Problem requirements: Tell how many lines of the material below hold "analysis". The reply is that number alone.
□ □ □ □ □
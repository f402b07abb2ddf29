//! Insertion strategies and the fallback chain that runs them
//!
//! Strategies are tried in order; the first that yields an insertion wins.
//! [`Append`] always applies and terminates every chain.

use std::sync::Arc;

use tracing::debug;

use super::anchor::select_anchor;
use super::cache::SimilarityCache;
use super::format::{insert_after_anchor, splice};
use super::offset::anchor_end_offset;
use super::quote::escape_quoted_span;
use super::{InsertionResult, StrategyKind};
use crate::text::tokenizer::SENTENCE_TERMINATORS;
use crate::text::{Similarity, Tagger, tag_tokens};

/// Why a strategy declined to insert
#[derive(Debug, Clone, PartialEq, Eq)]
pub enum Skip {
    /// The tagger could not analyze the text
    TaggerFailed(String),
    /// No candidate scored above the threshold
    NoAnchor,
    /// The anchor could not be located in the original text
    OffsetNotFound,
    /// The text has no non-blank sentence
    NoSentence,
}

/// Outcome of one strategy
#[derive(Debug, Clone, PartialEq)]
pub enum Attempt {
    /// The strategy produced an insertion
    Inserted(InsertionResult),
    /// The strategy does not apply; try the next one
    Inapplicable(Skip),
}

/// One way of inserting a keyword
pub trait InsertionStrategy: Send + Sync {
    /// Which strategy this is
    fn kind(&self) -> StrategyKind;

    /// Try to insert `keyword` into `text`
    fn attempt(&self, text: &str, keyword: &str) -> Attempt;
}

/// Insert right after the existing word most similar to the keyword
pub struct FuzzyAnchor {
    tagger: Arc<dyn Tagger>,
    similarity: Arc<dyn Similarity>,
    cache: Arc<SimilarityCache>,
}

impl FuzzyAnchor {
    /// Create the strategy from its collaborators
    pub fn new(
        tagger: Arc<dyn Tagger>,
        similarity: Arc<dyn Similarity>,
        cache: Arc<SimilarityCache>,
    ) -> Self {
        Self {
            tagger,
            similarity,
            cache,
        }
    }
}

impl InsertionStrategy for FuzzyAnchor {
    fn kind(&self) -> StrategyKind {
        StrategyKind::FuzzyAnchor
    }

    fn attempt(&self, text: &str, keyword: &str) -> Attempt {
        let analysis = match self.tagger.analyze(text) {
            Ok(analysis) => analysis,
            Err(e) => return Attempt::Inapplicable(Skip::TaggerFailed(e.to_string())),
        };
        let tokens = tag_tokens(&analysis);

        let candidates = tokens.iter().filter(|t| t.is_candidate());
        let Some(anchor) = select_anchor(candidates, keyword, self.similarity.as_ref(), &self.cache)
        else {
            return Attempt::Inapplicable(Skip::NoAnchor);
        };
        debug!(anchor = %anchor.token.value, score = anchor.score, "Anchor selected");

        let Some(end) = anchor_end_offset(text, &tokens, anchor.token.index) else {
            return Attempt::Inapplicable(Skip::OffsetNotFound);
        };

        let offset = escape_quoted_span(text, end);
        if offset != end {
            debug!(from = end, to = offset, "Moved insertion out of quoted span");
        }

        Attempt::Inserted(insert_after_anchor(text, offset, keyword))
    }
}

/// Insert after the terminator of the first sentence
#[derive(Debug, Clone, Copy, Default)]
pub struct SentenceBoundary;

impl InsertionStrategy for SentenceBoundary {
    fn kind(&self) -> StrategyKind {
        StrategyKind::SentenceBoundary
    }

    fn attempt(&self, text: &str, keyword: &str) -> Attempt {
        let Some(first) = text
            .split(&SENTENCE_TERMINATORS[..])
            .find(|s| !s.trim().is_empty())
            .map(str::trim)
        else {
            return Attempt::Inapplicable(Skip::NoSentence);
        };

        let sentence_end = text.find(first).map_or(0, |start| start + first.len());
        let point = text[sentence_end..]
            .find(&SENTENCE_TERMINATORS[..])
            .map_or(sentence_end, |i| sentence_end + i + 1);

        Attempt::Inserted(splice(
            text,
            point,
            " ",
            keyword,
            "",
            StrategyKind::SentenceBoundary,
        ))
    }
}

/// Append to the trimmed text
#[derive(Debug, Clone, Copy, Default)]
pub struct Append;

impl Append {
    /// Append is total; this is the same as a successful [`attempt`](InsertionStrategy::attempt)
    #[must_use]
    pub fn insert(text: &str, keyword: &str) -> InsertionResult {
        let trimmed = text.trim();
        let separator = if trimmed.is_empty() { "" } else { " " };
        splice(
            trimmed,
            trimmed.len(),
            separator,
            keyword,
            "",
            StrategyKind::Append,
        )
    }
}

impl InsertionStrategy for Append {
    fn kind(&self) -> StrategyKind {
        StrategyKind::Append
    }

    fn attempt(&self, text: &str, keyword: &str) -> Attempt {
        Attempt::Inserted(Self::insert(text, keyword))
    }
}

/// Run `strategies` in order; append if none applies
pub fn run_chain(
    strategies: &[Box<dyn InsertionStrategy>],
    text: &str,
    keyword: &str,
) -> InsertionResult {
    for strategy in strategies {
        match strategy.attempt(text, keyword) {
            Attempt::Inserted(result) => {
                debug!(strategy = ?strategy.kind(), inserted_at = result.inserted_at, "Keyword inserted");
                return result;
            }
            Attempt::Inapplicable(reason) => {
                debug!(strategy = ?strategy.kind(), reason = ?reason, "Strategy inapplicable");
            }
        }
    }
    Append::insert(text, keyword)
}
□ □ □ □ □
Task output: 3